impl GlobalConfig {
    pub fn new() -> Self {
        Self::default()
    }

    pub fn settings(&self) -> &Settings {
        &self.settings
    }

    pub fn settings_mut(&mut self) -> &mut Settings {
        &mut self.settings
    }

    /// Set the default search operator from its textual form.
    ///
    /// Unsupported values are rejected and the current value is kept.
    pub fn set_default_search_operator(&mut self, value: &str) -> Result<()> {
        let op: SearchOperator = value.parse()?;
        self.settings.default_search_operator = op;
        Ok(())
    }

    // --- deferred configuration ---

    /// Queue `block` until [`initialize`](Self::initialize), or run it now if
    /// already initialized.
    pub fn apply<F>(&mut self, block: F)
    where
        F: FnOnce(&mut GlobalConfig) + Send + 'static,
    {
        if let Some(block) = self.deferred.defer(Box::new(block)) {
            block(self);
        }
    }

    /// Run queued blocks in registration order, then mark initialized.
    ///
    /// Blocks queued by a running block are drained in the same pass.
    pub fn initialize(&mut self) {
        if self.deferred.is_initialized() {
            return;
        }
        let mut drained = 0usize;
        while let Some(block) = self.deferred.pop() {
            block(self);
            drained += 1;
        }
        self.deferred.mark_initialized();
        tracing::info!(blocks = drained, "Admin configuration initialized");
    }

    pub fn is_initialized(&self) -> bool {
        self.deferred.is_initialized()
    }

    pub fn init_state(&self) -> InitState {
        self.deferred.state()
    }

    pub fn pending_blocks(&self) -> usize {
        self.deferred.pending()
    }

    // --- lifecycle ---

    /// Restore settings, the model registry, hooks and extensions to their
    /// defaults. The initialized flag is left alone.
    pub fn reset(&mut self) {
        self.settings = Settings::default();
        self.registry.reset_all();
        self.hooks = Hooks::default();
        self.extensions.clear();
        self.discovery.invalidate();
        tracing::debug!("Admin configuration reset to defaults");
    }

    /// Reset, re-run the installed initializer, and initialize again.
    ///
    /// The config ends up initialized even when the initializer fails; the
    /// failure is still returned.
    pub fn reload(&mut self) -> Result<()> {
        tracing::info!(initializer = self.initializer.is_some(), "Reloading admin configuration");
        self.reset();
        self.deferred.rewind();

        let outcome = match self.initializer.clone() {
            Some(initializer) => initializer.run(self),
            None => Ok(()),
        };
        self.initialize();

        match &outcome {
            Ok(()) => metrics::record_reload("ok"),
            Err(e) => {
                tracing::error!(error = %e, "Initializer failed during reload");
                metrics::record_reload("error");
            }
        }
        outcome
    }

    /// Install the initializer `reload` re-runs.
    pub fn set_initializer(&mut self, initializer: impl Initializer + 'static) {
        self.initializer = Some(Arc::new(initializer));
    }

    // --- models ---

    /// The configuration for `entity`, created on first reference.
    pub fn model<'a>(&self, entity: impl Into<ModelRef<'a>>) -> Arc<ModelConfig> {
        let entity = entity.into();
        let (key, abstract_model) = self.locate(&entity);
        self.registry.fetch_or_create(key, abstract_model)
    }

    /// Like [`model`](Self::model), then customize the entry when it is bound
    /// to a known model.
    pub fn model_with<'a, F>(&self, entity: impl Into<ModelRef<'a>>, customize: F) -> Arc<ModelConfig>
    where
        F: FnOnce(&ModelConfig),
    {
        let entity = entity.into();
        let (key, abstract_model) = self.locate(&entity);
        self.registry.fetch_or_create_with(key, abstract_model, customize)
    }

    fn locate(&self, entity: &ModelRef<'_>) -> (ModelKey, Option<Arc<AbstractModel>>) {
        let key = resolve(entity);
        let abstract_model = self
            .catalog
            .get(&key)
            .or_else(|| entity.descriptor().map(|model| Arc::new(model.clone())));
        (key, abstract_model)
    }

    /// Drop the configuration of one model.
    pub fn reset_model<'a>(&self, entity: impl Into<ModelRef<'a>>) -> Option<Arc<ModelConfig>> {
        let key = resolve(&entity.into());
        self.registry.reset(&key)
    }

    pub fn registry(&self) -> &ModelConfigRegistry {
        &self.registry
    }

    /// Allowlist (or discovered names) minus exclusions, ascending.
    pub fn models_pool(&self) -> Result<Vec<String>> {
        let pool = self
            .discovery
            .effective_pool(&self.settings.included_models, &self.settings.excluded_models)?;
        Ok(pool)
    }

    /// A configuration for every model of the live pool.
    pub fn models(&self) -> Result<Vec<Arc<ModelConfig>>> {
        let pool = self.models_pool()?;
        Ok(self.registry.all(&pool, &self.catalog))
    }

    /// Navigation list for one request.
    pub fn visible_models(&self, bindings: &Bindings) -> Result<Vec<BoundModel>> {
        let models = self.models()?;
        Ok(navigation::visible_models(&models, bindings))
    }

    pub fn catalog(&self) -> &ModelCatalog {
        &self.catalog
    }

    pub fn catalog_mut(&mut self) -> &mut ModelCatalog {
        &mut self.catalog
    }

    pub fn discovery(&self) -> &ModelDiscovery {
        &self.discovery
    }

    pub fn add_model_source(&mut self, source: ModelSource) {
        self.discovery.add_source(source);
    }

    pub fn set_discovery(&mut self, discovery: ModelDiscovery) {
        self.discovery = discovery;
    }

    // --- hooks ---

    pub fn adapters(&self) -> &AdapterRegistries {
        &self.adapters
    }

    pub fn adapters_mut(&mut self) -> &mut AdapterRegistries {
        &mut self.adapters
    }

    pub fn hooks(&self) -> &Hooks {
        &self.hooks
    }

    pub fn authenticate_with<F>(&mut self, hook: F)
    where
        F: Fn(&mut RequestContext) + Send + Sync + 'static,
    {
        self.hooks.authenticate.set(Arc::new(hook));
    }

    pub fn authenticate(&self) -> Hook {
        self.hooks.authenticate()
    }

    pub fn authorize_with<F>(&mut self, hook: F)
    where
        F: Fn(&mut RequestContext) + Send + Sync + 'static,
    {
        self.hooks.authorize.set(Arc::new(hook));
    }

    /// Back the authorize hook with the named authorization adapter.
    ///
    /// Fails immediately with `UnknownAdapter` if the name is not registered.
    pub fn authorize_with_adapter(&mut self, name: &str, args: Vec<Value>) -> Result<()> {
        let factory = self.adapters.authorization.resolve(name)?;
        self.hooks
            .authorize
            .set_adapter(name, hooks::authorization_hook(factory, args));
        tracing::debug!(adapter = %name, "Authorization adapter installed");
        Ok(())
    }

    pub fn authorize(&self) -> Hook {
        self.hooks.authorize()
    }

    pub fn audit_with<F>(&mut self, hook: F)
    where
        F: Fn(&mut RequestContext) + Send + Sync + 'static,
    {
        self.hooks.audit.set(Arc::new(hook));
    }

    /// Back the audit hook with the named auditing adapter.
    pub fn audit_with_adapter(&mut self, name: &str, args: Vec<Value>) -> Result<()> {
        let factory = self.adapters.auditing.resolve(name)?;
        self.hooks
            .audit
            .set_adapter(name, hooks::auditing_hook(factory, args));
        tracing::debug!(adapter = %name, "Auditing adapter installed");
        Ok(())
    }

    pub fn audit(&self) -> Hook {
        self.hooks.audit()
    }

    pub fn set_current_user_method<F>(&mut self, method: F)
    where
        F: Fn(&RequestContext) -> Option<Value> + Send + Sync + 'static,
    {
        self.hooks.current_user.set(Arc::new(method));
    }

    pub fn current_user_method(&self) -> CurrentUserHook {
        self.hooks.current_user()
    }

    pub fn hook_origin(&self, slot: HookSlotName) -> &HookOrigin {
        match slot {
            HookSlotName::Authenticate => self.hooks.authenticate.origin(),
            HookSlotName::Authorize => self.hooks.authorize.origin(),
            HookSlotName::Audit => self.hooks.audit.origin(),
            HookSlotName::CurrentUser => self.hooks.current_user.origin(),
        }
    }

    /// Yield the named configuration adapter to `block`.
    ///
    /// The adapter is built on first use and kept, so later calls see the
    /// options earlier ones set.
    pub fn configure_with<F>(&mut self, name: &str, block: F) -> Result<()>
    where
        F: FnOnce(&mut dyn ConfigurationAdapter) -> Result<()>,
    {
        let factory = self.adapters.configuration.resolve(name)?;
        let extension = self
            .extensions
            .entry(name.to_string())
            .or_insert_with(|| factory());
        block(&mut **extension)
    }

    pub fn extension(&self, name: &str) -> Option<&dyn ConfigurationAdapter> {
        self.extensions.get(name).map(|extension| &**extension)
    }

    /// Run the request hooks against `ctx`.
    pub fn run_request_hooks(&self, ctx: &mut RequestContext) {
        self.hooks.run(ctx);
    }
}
--*--
* **ACTIVITY**: From the entries above, print the lines beginning at the one with "pub fn apply<F>(&mut self, block: F)" and stopping after the one with "is still returned.", exactly as written and with nothing else.

* **OUTPUT**:
    pub fn apply<F>(&mut self, block: F)
    where
        F: FnOnce(&mut GlobalConfig) + Send + 'static,
    {
        if let Some(block) = self.deferred.defer(Box::new(block)) {
            block(self);
        }
    }

    /// Run queued blocks in registration order, then mark initialized.
    ///
    /// Blocks queued by a running block are drained in the same pass.
    pub fn initialize(&mut self) {
        if self.deferred.is_initialized() {
            return;
        }
        let mut drained = 0usize;
        while let Some(block) = self.deferred.pop() {
            block(self);
            drained += 1;
        }
        self.deferred.mark_initialized();
        tracing::info!(blocks = drained, "Admin configuration initialized");
    }

    pub fn is_initialized(&self) -> bool {
        self.deferred.is_initialized()
    }

    pub fn init_state(&self) -> InitState {
        self.deferred.state()
    }

    pub fn pending_blocks(&self) -> usize {
        self.deferred.pending()
    }

    // --- lifecycle ---

    /// Restore settings, the model registry, hooks and extensions to their
    /// defaults. The initialized flag is left alone.
    pub fn reset(&mut self) {
        self.settings = Settings::default();
        self.registry.reset_all();
        self.hooks = Hooks::default();
        self.extensions.clear();
        self.discovery.invalidate();
        tracing::debug!("Admin configuration reset to defaults");
    }

    /// Reset, re-run the installed initializer, and initialize again.
    ///
    /// The config ends up initialized even when the initializer fails; the
    /// failure is still returned.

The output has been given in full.